# [The task]
Please find the lines in the entries below that contain the word "derive", and copy each one.

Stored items
+===+

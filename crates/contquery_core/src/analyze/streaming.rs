//! Substitution of aggregates that can't be combined with streaming variants
//! that can.
//!
//! Exact DISTINCT counts, ordered-set aggregates and aggregates whose state
//! depends on the full input order have no meaningful partial states. Inside
//! a continuous view they're swapped for combinable counterparts, usually
//! approximate ones.
use contquery_error::{DbError, ErrorKind, Result, not_implemented};
use contquery_parser::ast::{Expr, Function, Ident, SelectExpr, SelectNode};
use tracing::debug;

#[derive(Debug, Clone, Copy, PartialEq, Eq)]
pub struct StreamingVariant {
    pub name: &'static str,
    pub variant: &'static str,
    /// Only applies to `DISTINCT` calls.
    pub distinct: bool,
    /// Ordered-set call, WITHIN GROUP inputs become trailing arguments.
    pub ordered_set: bool,
}

pub const STREAMING_VARIANTS: &[StreamingVariant] = &[
    StreamingVariant {
        name: "count",
        variant: "hll_count_distinct",
        distinct: true,
        ordered_set: false,
    },
    StreamingVariant {
        name: "array_agg",
        variant: "set_agg",
        distinct: true,
        ordered_set: false,
    },
    StreamingVariant {
        name: "array_agg",
        variant: "combinable_array_agg",
        distinct: false,
        ordered_set: false,
    },
    StreamingVariant {
        name: "string_agg",
        variant: "combinable_string_agg",
        distinct: false,
        ordered_set: false,
    },
    StreamingVariant {
        name: "rank",
        variant: "combinable_rank",
        distinct: false,
        ordered_set: true,
    },
    StreamingVariant {
        name: "dense_rank",
        variant: "combinable_dense_rank",
        distinct: false,
        ordered_set: true,
    },
    StreamingVariant {
        name: "percent_rank",
        variant: "combinable_percent_rank",
        distinct: false,
        ordered_set: true,
    },
    StreamingVariant {
        name: "cume_dist",
        variant: "combinable_cume_dist",
        distinct: false,
        ordered_set: true,
    },
    StreamingVariant {
        name: "percentile_cont",
        variant: "combinable_percentile_cont",
        distinct: false,
        ordered_set: true,
    },
    StreamingVariant {
        name: "first_values",
        variant: "combinable_first_values",
        distinct: false,
        ordered_set: true,
    },
];

/// Find the streaming variant for a call.
pub fn streaming_variant(name: &str, distinct: bool) -> Option<&'static StreamingVariant> {
    STREAMING_VARIANTS
        .iter()
        .find(|v| v.name == name && v.distinct == distinct)
}

/// User facing name for an aggregate, mapping streaming variants back to the
/// aggregate they replaced.
pub fn display_name(name: &str) -> &str {
    STREAMING_VARIANTS
        .iter()
        .find(|v| v.variant == name)
        .map(|v| v.name)
        .unwrap_or(name)
}

/// Rewrite every aggregate call in a query into its streaming variant.
///
/// `is_aggregate` decides which function names are aggregates.
pub fn rewrite_streaming_aggregates(
    select: &SelectNode,
    is_aggregate: &impl Fn(&str) -> bool,
) -> Result<SelectNode> {
    let mut rewritten = select.clone();

    let mut projections = Vec::with_capacity(select.projections.len());
    for proj in &select.projections {
        let proj = match proj {
            SelectExpr::Expr(expr) => {
                let new_expr = rewrite_expr(expr, is_aggregate)?;
                // Keep the column named after the aggregate the user wrote.
                if &new_expr != expr && is_renamed_call(expr, &new_expr) {
                    SelectExpr::AliasedExpr(new_expr, Ident::new(super::expr_output_name(expr)))
                } else {
                    SelectExpr::Expr(new_expr)
                }
            }
            SelectExpr::AliasedExpr(expr, alias) => {
                SelectExpr::AliasedExpr(rewrite_expr(expr, is_aggregate)?, alias.clone())
            }
            SelectExpr::Wildcard => SelectExpr::Wildcard,
        };
        projections.push(proj);
    }
    rewritten.projections = projections;

    if let Some(having) = &select.having {
        rewritten.having = Some(rewrite_expr(having, is_aggregate)?);
    }
    for order_by in &mut rewritten.order_by {
        order_by.expr = rewrite_expr(&order_by.expr, is_aggregate)?;
    }

    Ok(rewritten)
}

fn is_renamed_call(before: &Expr, after: &Expr) -> bool {
    match (before.unnested(), after.unnested()) {
        (Expr::Function(a), Expr::Function(b)) => a.name != b.name,
        _ => false,
    }
}

fn rewrite_expr(expr: &Expr, is_aggregate: &impl Fn(&str) -> bool) -> Result<Expr> {
    let mut error = None;
    let rewritten = expr.transform_down(&mut |e| {
        let Expr::Function(func) = e else {
            return None;
        };
        if func.over.is_some() || !is_aggregate(func.name()) {
            return None;
        }
        match rewrite_call(func) {
            Ok(new) => Some(new),
            Err(e) => {
                error.get_or_insert(e);
                Some(Expr::Function(func.clone()))
            }
        }
    });

    match error {
        Some(e) => Err(e),
        None => Ok(rewritten),
    }
}

fn rewrite_call(func: &Function) -> Result<Expr> {
    let Some(variant) = streaming_variant(func.name(), func.distinct) else {
        if func.distinct {
            return Err(DbError::new(format!(
                "DISTINCT is not supported for {} in continuous views",
                func.name()
            ))
            .with_kind(ErrorKind::AggregateNotCombinable));
        }
        return Ok(Expr::Function(Box::new(func.clone())));
    };

    let mut new = func.clone();
    new.name = Ident::new(variant.variant);
    new.distinct = false;

    if variant.ordered_set {
        if func.within_group.is_empty() {
            return Err(DbError::new(format!(
                "WITHIN GROUP is required for ordered-set aggregate {}",
                func.name()
            )));
        }
        if func.within_group.len() != 1 {
            not_implemented!("{} with multiple WITHIN GROUP columns", func.name());
        }
        // Combinable states order ascending with nulls last.
        if func.within_group.iter().any(|o| o.desc || o.nulls_first()) {
            not_implemented!("{} with descending or NULLS FIRST WITHIN GROUP ordering", func.name());
        }
        new.args
            .extend(func.within_group.iter().map(|o| o.expr.clone()));
        new.within_group.clear();
    }

    debug!(from = func.name(), to = variant.variant, "substituted streaming aggregate");
    Ok(Expr::Function(Box::new(new)))
}

#[cfg(test)]
mod tests {
    use contquery_parser::statement::Statement;

    use super::*;

    fn select(sql: &str) -> SelectNode {
        match contquery_parser::parse(sql).unwrap().remove(0) {
            Statement::Query(select) => select,
            other => panic!("unexpected statement: {other:?}"),
        }
    }

    fn is_agg(name: &str) -> bool {
        matches!(
            name,
            "count"
                | "sum"
                | "array_agg"
                | "string_agg"
                | "rank"
                | "dense_rank"
                | "percentile_cont"
                | "first_values"
        )
    }

    #[test]
    fn rewrites_calls() {
        // (input, expected)
        let cases = [
            (
                "SELECT count(DISTINCT x) FROM s",
                "SELECT hll_count_distinct(x) AS count FROM s",
            ),
            ("SELECT count(x) FROM s", "SELECT count(x) FROM s"),
            (
                "SELECT array_agg(DISTINCT x) AS xs FROM s",
                "SELECT set_agg(x) AS xs FROM s",
            ),
            (
                "SELECT rank(3) WITHIN GROUP (ORDER BY x) FROM s",
                "SELECT combinable_rank(3, x) AS rank FROM s",
            ),
            (
                "SELECT sum(x) + percentile_cont(0.9) WITHIN GROUP (ORDER BY x) FROM s",
                "SELECT sum(x) + combinable_percentile_cont(0.9, x) FROM s",
            ),
            (
                "SELECT first_values(3) WITHIN GROUP (ORDER BY x) AS lowest FROM s",
                "SELECT combinable_first_values(3, x) AS lowest FROM s",
            ),
        ];

        for (input, expected) in cases {
            let got = rewrite_streaming_aggregates(&select(input), &is_agg).unwrap();
            assert_eq!(select(expected), got, "input: {input}");
        }
    }

    #[test]
    fn descending_hypothetical_not_implemented() {
        // (input)
        let cases = [
            "SELECT dense_rank(3) WITHIN GROUP (ORDER BY x DESC) FROM s",
            "SELECT first_values(2) WITHIN GROUP (ORDER BY x NULLS FIRST) FROM s",
        ];
        for input in cases {
            assert!(rewrite_streaming_aggregates(&select(input), &is_agg).is_err(), "input: {input}");
        }
    }

    #[test]
    fn distinct_sum_rejected() {
        let q = select("SELECT sum(DISTINCT x) FROM s");
        let err = rewrite_streaming_aggregates(&q, &is_agg).unwrap_err();
        assert_eq!(ErrorKind::AggregateNotCombinable, err.kind());
    }

    #[test]
    fn display_names() {
        assert_eq!("count", display_name("hll_count_distinct"));
        assert_eq!("percentile_cont", display_name("combinable_percentile_cont"));
        assert_eq!("first_values", display_name("combinable_first_values"));
        assert_eq!("sum", display_name("sum"));
    }
}
//! Count-min sketch for approximate frequencies.
//!
//! Estimates never undercount. With width `e / eps` and depth
//! `ln(1 / (1 - p))`, an estimate exceeds the true count by more than
//! `eps * total` with probability at most `1 - p`.

use std::hash::Hash;

use contquery_error::{DbError, ErrorKind, Result, ResultExt};
use serde::{Deserialize, Serialize};

use super::{double_hash, stable_hash};

pub const DEFAULT_EPSILON: f64 = 0.002;
pub const DEFAULT_CONFIDENCE: f64 = 0.995;

#[derive(Debug, Clone, PartialEq, Eq, Serialize, Deserialize)]
pub struct CountMinSketch {
    width: u32,
    depth: u32,
    /// Row major, `depth` rows of `width` counters.
    counters: Vec<u64>,
    /// Sum of every count added.
    total: u64,
}

impl Default for CountMinSketch {
    fn default() -> Self {
        Self::build(DEFAULT_EPSILON, DEFAULT_CONFIDENCE)
    }
}

impl CountMinSketch {
    pub fn new() -> Self {
        Self::default()
    }

    pub fn with_params(epsilon: f64, confidence: f64) -> Result<Self> {
        if !(epsilon > 0.0 && epsilon < 1.0) || !(confidence > 0.0 && confidence < 1.0) {
            return Err(DbError::new("Count-min sketch parameters must be in (0, 1)")
                .with_kind(ErrorKind::Execution)
                .with_field("epsilon", epsilon)
                .with_field("confidence", confidence));
        }
        Ok(Self::build(epsilon, confidence))
    }

    fn build(epsilon: f64, confidence: f64) -> Self {
        let width = (std::f64::consts::E / epsilon).ceil() as u32;
        let depth = (1.0 / (1.0 - confidence)).ln().ceil().max(1.0) as u32;
        CountMinSketch {
            width,
            depth,
            counters: vec![0; width as usize * depth as usize],
            total: 0,
        }
    }

    fn cells(&self, hash: u64) -> impl Iterator<Item = usize> + '_ {
        let (h1, h2) = double_hash(hash);
        let width = self.width as u64;
        (0..self.depth as u64).map(move |row| {
            let col = h1.wrapping_add(row.wrapping_mul(h2)) % width;
            (row * width + col) as usize
        })
    }

    pub fn add<T: Hash + ?Sized>(&mut self, value: &T, count: u64) {
        let cells: Vec<usize> = self.cells(stable_hash(value)).collect();
        for cell in cells {
            self.counters[cell] = self.counters[cell].saturating_add(count);
        }
        self.total = self.total.saturating_add(count);
    }

    /// Estimated number of times the value was added.
    pub fn estimate<T: Hash + ?Sized>(&self, value: &T) -> u64 {
        self.cells(stable_hash(value))
            .map(|cell| self.counters[cell])
            .min()
            .unwrap_or(0)
    }

    pub fn total(&self) -> u64 {
        self.total
    }

    pub fn merge(&mut self, other: &CountMinSketch) -> Result<()> {
        if self.width != other.width || self.depth != other.depth {
            return Err(DbError::new("Count-min sketches must have the same dimensions to be merged")
                .with_kind(ErrorKind::Execution)
                .with_field("left", (self.width, self.depth))
                .with_field("right", (other.width, other.depth)));
        }
        for (counter, other) in self.counters.iter_mut().zip(&other.counters) {
            *counter = counter.saturating_add(*other);
        }
        self.total = self.total.saturating_add(other.total);
        Ok(())
    }

    pub fn to_bytes(&self) -> Result<Vec<u8>> {
        serde_json::to_vec(self).context("Failed to serialize count-min sketch")
    }

    pub fn from_bytes(bytes: &[u8]) -> Result<Self> {
        let cms: CountMinSketch =
            serde_json::from_slice(bytes).context("Failed to deserialize count-min sketch")?;
        if cms.width == 0 || cms.counters.len() != cms.width as usize * cms.depth as usize {
            return Err(DbError::new("Invalid count-min sketch")
                .with_field("width", cms.width)
                .with_field("depth", cms.depth));
        }
        Ok(cms)
    }
}

#[cfg(test)]
mod tests {
    use super::*;

    #[test]
    fn default_dimensions() {
        let cms = CountMinSketch::new();
        assert_eq!(1360, cms.width);
        assert_eq!(6, cms.depth);
    }

    #[test]
    fn never_undercounts() {
        let mut cms = CountMinSketch::new();
        for i in 0..500_i64 {
            cms.add(&i, (i % 7) as u64 + 1);
        }
        for i in 0..500_i64 {
            assert!(cms.estimate(&i) >= (i % 7) as u64 + 1);
        }
        assert_eq!(0, CountMinSketch::new().estimate("missing"));
    }

    #[test]
    fn merge_adds_counts() {
        let mut a = CountMinSketch::new();
        let mut b = CountMinSketch::new();
        a.add("x", 3);
        b.add("x", 4);
        b.add("y", 1);
        a.merge(&b).unwrap();
        assert_eq!(7, a.estimate("x"));
        assert_eq!(8, a.total());

        let small = CountMinSketch::with_params(0.1, 0.9).unwrap();
        assert!(a.merge(&small).is_err());
    }
}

+===+

# [Written response]
#[derive(Debug, Clone, Copy, PartialEq, Eq)]
#[derive(Debug, Clone, PartialEq, Eq, Serialize, Deserialize)]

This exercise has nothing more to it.